Using SHAP for Feature Analysis — Predicting Smokers using Bio Signals — Part 1 Gradient Boosting Libraries

8 min readAug 6, 2024

Yeah first article here, so I wanted to write what I did sometime before. What started as a comparison of just a few libraries, ended up being a feature analysis with new explorations (for me at least) so I'm writing it up.

I started from just trying to compare Gradient Boosting libraries, XGBoost, LightGBM, and CatBoost.

On this dataset, about smokers, to classify smokers using bio-signals.

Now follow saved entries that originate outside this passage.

fn console_output(logs: &[String], patterns: &[String], negate: bool, in_order: bool) -> Check {
    let regexes = patterns
        .iter()
        .map(|p| pattern::compile(p))
        .collect::<std::result::Result<Vec<_>, _>>()
        .map_err(|e| e.to_string())?;

    if negate {
        for (regex, source) in regexes.iter().zip(patterns) {
            for line in logs {
                if pattern::is_match(regex, line).map_err(|e| e.to_string())? {
                    return Err(format!("Console output should not match /{}/ (found `{}`)", source, line));
                }
            }
        }
        return Ok(());
    }

    let mut consumed = vec![false; logs.len()];
    let mut cursor = 0;
    for (regex, source) in regexes.iter().zip(patterns) {
        let start = if in_order { cursor } else { 0 };
        let mut matched = None;
        for (i, line) in logs.iter().enumerate().skip(start) {
            if !consumed[i] && pattern::is_match(regex, line).map_err(|e| e.to_string())? {
                matched = Some(i);
                break;
            }
        }
        let i = matched.ok_or_else(|| format!("No console output matches /{}/", source))?;
        consumed[i] = true;
        cursor = i + 1;
    }
    Ok(())
}

fn function_call(
    tracked: Option<&TrackedData>,
    name: &str,
    count: Option<usize>,
    min_count: Option<usize>,
    args: Option<&[Value]>,
    negate: bool,
) -> Check {
    let calls: Vec<_> = tracked.map(|t| t.calls_to(name).collect()).unwrap_or_default();
    if negate {
        return require(calls.is_empty(), || {
            format!("`{}` should not be called (called {} time(s))", name, calls.len())
        });
    }
    if let Some(count) = count {
        require(calls.len() == count, || {
            format!("Expected `{}` to be called {} time(s), found {}", name, count, calls.len())
        })?;
    }
    let min = min_count.unwrap_or(if count.is_some() { 0 } else { 1 });
    require(calls.len() >= min, || {
        format!("Expected `{}` to be called at least {} time(s), found {}", name, min, calls.len())
    })?;
    if let Some(expected) = args {
        let expected = Value::Array(expected.to_vec());
        let matched = calls.iter().any(|call| {
            let actual = Value::Array(call.args.iter().map(snapshot::to_plain).collect());
            values_equal(&actual, &expected, false)
        });
        require(matched, || format!("No call to `{}` was made with arguments {}", name, expected))?;
    }
    Ok(())
}
//! In-memory backend that answers every document with canned messages.

#![allow(dead_code)]

use std::collections::HashMap;
use std::sync::{Arc, Mutex};

use async_trait::async_trait;
use judgelet::sandbox::{
    BackendCapabilities, ControllerOptions, CorrelationId, ExecutionController, SandboxBackend,
    SandboxChannel, SandboxDocument, SandboxEvent, SandboxInfo,
};
use judgelet::Result;
use serde_json::{json, Value};
use tokio::sync::mpsc;

pub const HOST: &str = "judgelet://host";

type Responder = Box<dyn Fn(&SandboxDocument) -> Vec<Value> + Send + Sync>;

/// Replies with the message payloads returned by the responder, then exits.
pub struct CannedBackend {
    respond: Responder,
    pub documents: Mutex<Vec<String>>,
}

impl CannedBackend {
    pub fn new(respond: impl Fn(&SandboxDocument) -> Vec<Value> + Send + Sync + 'static) -> Arc<Self> {
        Arc::new(Self {
            respond: Box::new(respond),
            documents: Mutex::new(Vec::new()),
        })
    }

    pub fn last_document(&self) -> String {
        self.documents.lock().unwrap().last().cloned().unwrap_or_default()
    }
}

#[async_trait]
impl SandboxBackend for CannedBackend {
    fn name(&self) -> &str {
        "canned"
    }

    fn capabilities(&self) -> BackendCapabilities {
        BackendCapabilities::default()
    }

    async fn load(&self, document: &SandboxDocument) -> Result<SandboxChannel> {
        self.documents.lock().unwrap().push(document.source.clone());
        let (events_tx, events_rx) = mpsc::unbounded_channel();
        let (control_tx, _control_rx) = mpsc::unbounded_channel();
        for data in (self.respond)(document) {
            let line = json!({"origin": "null", "targetOrigin": HOST, "data": data}).to_string();
            let _ = events_tx.send(SandboxEvent::Line(line));
        }
        let _ = events_tx.send(SandboxEvent::Exited {
            status: Some(0),
            stderr: String::new(),
        });
        Ok(SandboxChannel {
            events: events_rx,
            control: control_tx,
        })
    }

    async fn unload(&self) -> Result<()> {
        Ok(())
    }

    fn info(&self) -> SandboxInfo {
        SandboxInfo {
            backend_type: "canned".to_string(),
            instance_id: None,
            running: false,
            metadata: HashMap::new(),
        }
    }
}

/// A successful completion payload with `extra` merged in.
pub fn completion(id: CorrelationId, extra: Value) -> Value {
    let mut data = json!({
        "type": "execution-complete",
        "correlationId": id,
        "success": true,
        "cancelled": false,
        "logs": []
    });
    if let (Some(data), Some(extra)) = (data.as_object_mut(), extra.as_object()) {
        for (k, v) in extra {
            data.insert(k.clone(), v.clone());
        }
    }
    data
}

pub fn controller(backend: Arc<CannedBackend>) -> ExecutionController {
    ExecutionController::new(backend, ControllerOptions::default())
}
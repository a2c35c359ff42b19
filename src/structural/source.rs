//! Source-text facts used by structural tests.

use oxc_allocator::Allocator;
use oxc_ast::ast::{CallExpression, Expression};
use oxc_ast_visit::{walk, Visit};

use crate::instrument::parse;

use super::pattern::{self, PatternError};
use super::DeclarationStyle;

/// `source` with every comment blanked out. Line structure is preserved.
/// Text that does not parse is returned unchanged.
pub fn strip_comments(source: &str) -> String {
    let text = parse::wrap(source);
    let allocator = Allocator::default();
    let Ok(program) = parse::parse(&allocator, &text, source) else {
        return source.to_string();
    };

    let offset = parse::WRAP_OPEN.len();
    let mut out = String::with_capacity(source.len());
    let mut last = 0;
    for comment in &program.comments {
        let start = (comment.span.start as usize).saturating_sub(offset).min(source.len());
        let end = (comment.span.end as usize).saturating_sub(offset).min(source.len());
        if start < last {
            continue;
        }
        out.push_str(&source[last..start]);
        blank(&source[start..end], &mut out);
        last = end;
    }
    out.push_str(&source[last..]);
    out
}

fn blank(comment: &str, out: &mut String) {
    for c in comment.chars() {
        out.push(if c.is_whitespace() { c } else { ' ' });
    }
}

/// Argument text of every `console.log(...)` call, in source order.
pub fn console_log_arguments(source: &str) -> Vec<String> {
    let text = parse::wrap(source);
    let allocator = Allocator::default();
    let Ok(program) = parse::parse(&allocator, &text, source) else {
        return Vec::new();
    };
    let mut finder = ConsoleLogs {
        text: &text,
        calls: Vec::new(),
    };
    finder.visit_program(&program);
    finder.calls.sort_by_key(|(start, _)| *start);
    finder.calls.into_iter().map(|(_, args)| args).collect()
}

struct ConsoleLogs<'s> {
    text: &'s str,
    calls: Vec<(u32, String)>,
}

impl<'a> Visit<'a> for ConsoleLogs<'_> {
    fn visit_call_expression(&mut self, it: &CallExpression<'a>) {
        if let Expression::StaticMemberExpression(member) = &it.callee {
            let is_console = matches!(&member.object, Expression::Identifier(obj) if obj.name == "console");
            if is_console && member.property.name == "log" {
                let open = parse::skip_trivia(self.text, member.span.end as usize);
                let close = (it.span.end as usize).saturating_sub(1);
                if let Some(args) = self.text.get(open + 1..close) {
                    self.calls.push((it.span.start, args.trim().to_string()));
                }
            }
        }
        walk::walk_call_expression(self, it);
    }
}

/// Splits an argument or parameter list on top-level commas.
pub fn split_top_level(list: &str) -> Vec<String> {
    let mut parts = Vec::new();
    let mut depth = 0i32;
    let mut quote: Option<char> = None;
    let mut escaped = false;
    let mut current = String::new();
    for c in list.chars() {
        if let Some(q) = quote {
            current.push(c);
            if escaped {
                escaped = false;
            } else if c == '\\' {
                escaped = true;
            } else if c == q {
                quote = None;
            }
            continue;
        }
        match c {
            '\'' | '"' | '`' => quote = Some(c),
            '(' | '[' | '{' => depth += 1,
            ')' | ']' | '}' => depth -= 1,
            ',' if depth == 0 => {
                parts.push(current.trim().to_string());
                current.clear();
                continue;
            }
            _ => {}
        }
        current.push(c);
    }
    if !current.trim().is_empty() {
        parts.push(current.trim().to_string());
    }
    parts
}

fn escape_name(name: &str) -> String {
    name.replace('$', "\\$")
}

fn param_names(list: &str) -> Vec<String> {
    split_top_level(list)
        .into_iter()
        .map(|param| match param.split_once('=') {
            Some((name, _)) => name.trim().to_string(),
            None => param,
        })
        .filter(|param| !param.is_empty())
        .collect()
}

/// Parameter names of the first declaration of `name` in the given style,
/// or `None` when there is no such declaration.
pub fn declared_params(
    code: &str,
    name: &str,
    style: DeclarationStyle,
) -> Result<Option<Vec<String>>, PatternError> {
    let name = escape_name(name);
    let mut patterns = Vec::new();
    if matches!(style, DeclarationStyle::Function | DeclarationStyle::Either) {
        patterns.push(format!(r"\bfunction\s*\*?\s*{}\s*\(([^)]*)\)", name));
        patterns.push(format!(
            r"\b(?:const|let|var)\s+{}\s*=\s*(?:async\s+)?function\b[^(]*\(([^)]*)\)",
            name
        ));
    }
    if matches!(style, DeclarationStyle::Arrow | DeclarationStyle::Either) {
        patterns.push(format!(
            r"\b(?:const|let|var)\s+{}\s*=\s*(?:async\s*)?(?:\(([^)]*)\)|([A-Za-z_$][\w$]*))\s*=>",
            name
        ));
    }

    for source in patterns {
        let regex = pattern::compile(&source)?;
        let captures = regex.captures(code).map_err(|e| PatternError::Evaluation {
            pattern: source.clone(),
            message: e.to_string(),
        })?;
        if let Some(captures) = captures {
            let list = captures
                .get(1)
                .or_else(|| captures.get(2))
                .map(|m| m.as_str())
                .unwrap_or_default();
            return Ok(Some(param_names(list)));
        }
    }
    Ok(None)
}

#[cfg(test)]
mod tests {
    use super::*;

    #[test]
    fn test_strip_comments_keeps_code_and_lines() {
        let src = "let a = 1; // if (x) {}\n/* for (;;) */ let s = \"// not a comment\";";
        let stripped = strip_comments(src);
        assert!(!stripped.contains("if (x)"));
        assert!(!stripped.contains("for (;;)"));
        assert!(stripped.contains("\"// not a comment\""));
        assert_eq!(stripped.lines().count(), 2);
    }

    #[test]
    fn test_console_log_arguments_in_order() {
        let src = "console.log(x);\nif (y) { console.log(\"a\", f(1, 2)); }\nconsole.error(z);\nconsole.log([1, (2)]);";
        assert_eq!(
            console_log_arguments(src),
            vec!["x", "\"a\", f(1, 2)", "[1, (2)]"]
        );
    }

    #[test]
    fn test_console_log_arguments_with_templates_and_regexes() {
        let src = "const name = 'Ada';\nconsole.log(`Hello, ${name}!`);\nif (ok) /a/.test(s);\nconsole.log(`${`n: ${f(1)}`}`, /[)]/);";
        assert_eq!(
            console_log_arguments(src),
            vec!["`Hello, ${name}!`", "`${`n: ${f(1)}`}`, /[)]/"]
        );
    }

    #[test]
    fn test_strip_comments_ignores_comment_markers_in_regexes_and_templates() {
        let src = "const re = /\\/\\//; // trailing\nconst t = `/* ${x} */`;";
        let stripped = strip_comments(src);
        assert!(stripped.contains("/\\/\\//;"));
        assert!(stripped.contains("`/* ${x} */`"));
        assert!(!stripped.contains("trailing"));
    }

    #[test]
    fn test_split_top_level() {
        assert_eq!(
            split_top_level("a, [b, c], \"d,e\", f(g, h)"),
            vec!["a", "[b, c]", "\"d,e\"", "f(g, h)"]
        );
        assert!(split_top_level("  ").is_empty());
    }

    #[test]
    fn test_declaration_styles() {
        let code = "function add(a, b = 2) { return a + b }\nconst mul = (x, y) => x * y;\nlet sq = n => n * n;";
        assert_eq!(
            declared_params(code, "add", DeclarationStyle::Function).unwrap(),
            Some(vec!["a".to_string(), "b".to_string()])
        );
        assert_eq!(declared_params(code, "add", DeclarationStyle::Arrow).unwrap(), None);
        assert_eq!(
            declared_params(code, "mul", DeclarationStyle::Either).unwrap(),
            Some(vec!["x".to_string(), "y".to_string()])
        );
        assert_eq!(
            declared_params(code, "sq", DeclarationStyle::Arrow).unwrap(),
            Some(vec!["n".to_string()])
        );
        assert_eq!(declared_params(code, "mul", DeclarationStyle::Function).unwrap(), None);
    }
}
pub mod loader;
pub mod types;
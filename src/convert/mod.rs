//! Type conversion between wire format and node graphs.
//!
//! Test content describes linked lists, trees and next-pointer graphs as
//! plain JSON arrays. Inputs are turned into JavaScript expressions that
//! build real node objects inside the sandbox; return values come back as
//! harness snapshots and are walked back into the same wire format.

mod graph;
pub mod snapshot;

use std::fmt;

use serde::{Deserialize, Serialize};
use serde_json::Value;
use thiserror::Error;

pub use graph::{GraphNode, NodeGraph, NodeId};

#[derive(Error, Debug, Clone, PartialEq)]
pub enum ConversionError {
    #[error("Expected an array for {tag}, found {found}")]
    ExpectedArray { tag: String, found: String },

    #[error("Expected a flat array for {tag}, found a nested value at index {index}")]
    NestedArray { tag: String, index: usize },

    #[error("Invalid {tag} input: {detail}")]
    InvalidInput { tag: String, detail: String },

    #[error("Cycle detected while converting {tag} back to wire format")]
    Cycle { tag: String },

    #[error("Unexpected value for {tag}: {detail}")]
    UnexpectedShape { tag: String, detail: String },

    #[error("Snapshot references unknown object #{0}")]
    DanglingReference(u64),
}

/// The node shape a type tag refers to.
#[derive(Debug, Clone, Copy, PartialEq, Eq, Hash)]
pub enum NodeKind {
    List,
    Tree,
    Graph,
}

impl NodeKind {
    /// Tag name as written in function signatures.
    pub fn tag_name(self) -> &'static str {
        match self {
            NodeKind::List => "ListNode",
            NodeKind::Tree => "TreeNode",
            NodeKind::Graph => "graphNode",
        }
    }

    /// Constructor defined by the harness.
    pub fn class_name(self) -> &'static str {
        match self {
            NodeKind::List => "ListNode",
            NodeKind::Tree => "TreeNode",
            NodeKind::Graph => "Node",
        }
    }
}

/// Declared type of one parameter or return value.
#[derive(Debug, Clone, PartialEq, Eq, Serialize, Deserialize)]
#[serde(from = "String", into = "String")]
pub enum TypeTag {
    Node(NodeKind),
    NodeArray(NodeKind),
    /// Anything else is passed through as JSON.
    Plain(String),
}

impl Default for TypeTag {
    fn default() -> Self {
        TypeTag::Plain("any".to_string())
    }
}

impl From<&str> for TypeTag {
    fn from(s: &str) -> Self {
        let s = s.trim();
        let (base, is_array) = match s.strip_suffix("[]") {
            Some(base) => (base.trim(), true),
            None => (s, false),
        };
        let kind = match base {
            "ListNode" => Some(NodeKind::List),
            "TreeNode" => Some(NodeKind::Tree),
            "graphNode" | "GraphNode" | "Node" => Some(NodeKind::Graph),
            _ => None,
        };
        match (kind, is_array) {
            (Some(kind), false) => TypeTag::Node(kind),
            (Some(kind), true) => TypeTag::NodeArray(kind),
            (None, _) => TypeTag::Plain(s.to_string()),
        }
    }
}

impl From<String> for TypeTag {
    fn from(s: String) -> Self {
        TypeTag::from(s.as_str())
    }
}

impl From<TypeTag> for String {
    fn from(tag: TypeTag) -> Self {
        tag.to_string()
    }
}

impl fmt::Display for TypeTag {
    fn fmt(&self, f: &mut fmt::Formatter<'_>) -> fmt::Result {
        match self {
            TypeTag::Node(kind) => write!(f, "{}", kind.tag_name()),
            TypeTag::NodeArray(kind) => write!(f, "{}[]", kind.tag_name()),
            TypeTag::Plain(name) => write!(f, "{}", name),
        }
    }
}

pub(crate) fn describe(value: &Value) -> String {
    match value {
        Value::Null => "null".to_string(),
        Value::Bool(_) => "a boolean".to_string(),
        Value::Number(n) => format!("the number {}", n),
        Value::String(s) => format!("the string {:?}", s),
        Value::Array(_) => "an array".to_string(),
        Value::Object(_) => "an object".to_string(),
    }
}

/// JavaScript expression producing the argument value for `tag`.
pub fn to_js_argument(tag: &TypeTag, wire: &Value) -> Result<String, ConversionError> {
    match tag {
        TypeTag::Plain(_) => Ok(js_literal(wire)),
        TypeTag::Node(kind) => {
            let (graph, root) = NodeGraph::from_wire(*kind, wire)?;
            Ok(graph.to_js(*kind, root))
        }
        TypeTag::NodeArray(kind) => {
            let items = match wire {
                Value::Array(items) => items,
                other => {
                    return Err(ConversionError::ExpectedArray {
                        tag: tag.to_string(),
                        found: describe(other),
                    })
                }
            };
            let mut parts = Vec::with_capacity(items.len());
            for item in items {
                if !matches!(item, Value::Array(_) | Value::Null) {
                    return Err(ConversionError::ExpectedArray {
                        tag: kind.tag_name().to_string(),
                        found: describe(item),
                    });
                }
                let (graph, root) = NodeGraph::from_wire(*kind, item)?;
                parts.push(graph.to_js(*kind, root));
            }
            Ok(format!("[{}]", parts.join(", ")))
        }
    }
}

/// Wire-format value for a harness snapshot of a value declared as `tag`.
pub fn from_snapshot(tag: &TypeTag, snapshot_value: &Value) -> Result<Value, ConversionError> {
    match tag {
        TypeTag::Plain(_) => Ok(snapshot::to_plain(snapshot_value)),
        TypeTag::Node(kind) => {
            let (graph, roots) = snapshot::decode_graph(*kind, &[snapshot_value])?;
            graph.to_wire(*kind, roots.first().copied().flatten())
        }
        TypeTag::NodeArray(kind) => {
            if snapshot::is_nullish(snapshot_value) {
                return Ok(Value::Null);
            }
            let items = snapshot::array_items(snapshot_value).ok_or_else(|| {
                ConversionError::ExpectedArray {
                    tag: tag.to_string(),
                    found: describe(snapshot_value),
                }
            })?;
            let refs: Vec<&Value> = items.iter().collect();
            let (graph, roots) = snapshot::decode_graph(*kind, &refs)?;
            roots
                .into_iter()
                .map(|root| graph.to_wire(*kind, root))
                .collect::<Result<Vec<_>, _>>()
                .map(Value::Array)
        }
    }
}

/// JSON text is a valid JavaScript expression; line separators are escaped
/// for engines that predate JSON superset support.
pub fn js_literal(value: &Value) -> String {
    serde_json::to_string(value)
        .unwrap_or_else(|_| "null".to_string())
        .replace('\u{2028}', "\\u2028")
        .replace('\u{2029}', "\\u2029")
}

Binary Prediction of Smoker Status using Bio-Signals Dataset on Kaggle

The bio-signals act as features, consisting of

Age
Height(cm)
Weight(kg)
Waist(cm)
Eyesight(left)
Eyesight(right)
Hearing(left)
Hearing(right)
Systolic
Relaxation
Fasting Blood Sugar
Cholesterol
Triglyceride
HDL (High-Density Lipoprotein)
LDL (Low-Density Lipoprotein)
Hemoglobin
Urine Protein
Serum Creatinine
AST (Aspartate Aminotransferase)
ALT (Alanine Aminotransferase)
GTP (Glutamik Piruvik Transaminase)
Dental Caries
Smoking

Then, I ended up trying out SHAP for feature analysis

**SHAP (SHapley Additive exPlanations)** is a game theoretic approach to explain the output of any machine learning model.

So here’s what I did

Exploratory Data Analysis

Data distribution of target classes

f, ax = plt.subplots(len(['smoking']), 2, figsize=(12, 5))
plt.subplots_adjust(wspace=0.3)

for col in ['smoking']:
    s1 = df[col].value_counts()
    N = len(s1)

    ax[0].pie(
        s1, colors=sns.color_palette('rocket', N),
        labels=s1.index.tolist(), 
        startangle=90, frame=True, radius=1.2, 
        textprops={'fontsize': 16, 'weight': 'bold'},
        autopct='%1.f%%',
    )
    
    sns.barplot(
        x=s1, y=s1.index, ax=ax[1],
        orient='horizontal',
        palette='rocket'
    )

    ax[1].spines['top'].set_visible(False)
    ax[1].spines['right'].set_visible(False)
    ax[1].tick_params(axis='x', which='both', bottom=False, labelbottom=False)
    ax[1].set_ylabel('')  # Remove y label

    for i, v in enumerate(s1):
        ax[1].text(v, i+0.1, str(v), color='black', fontweight='bold', fontsize=14)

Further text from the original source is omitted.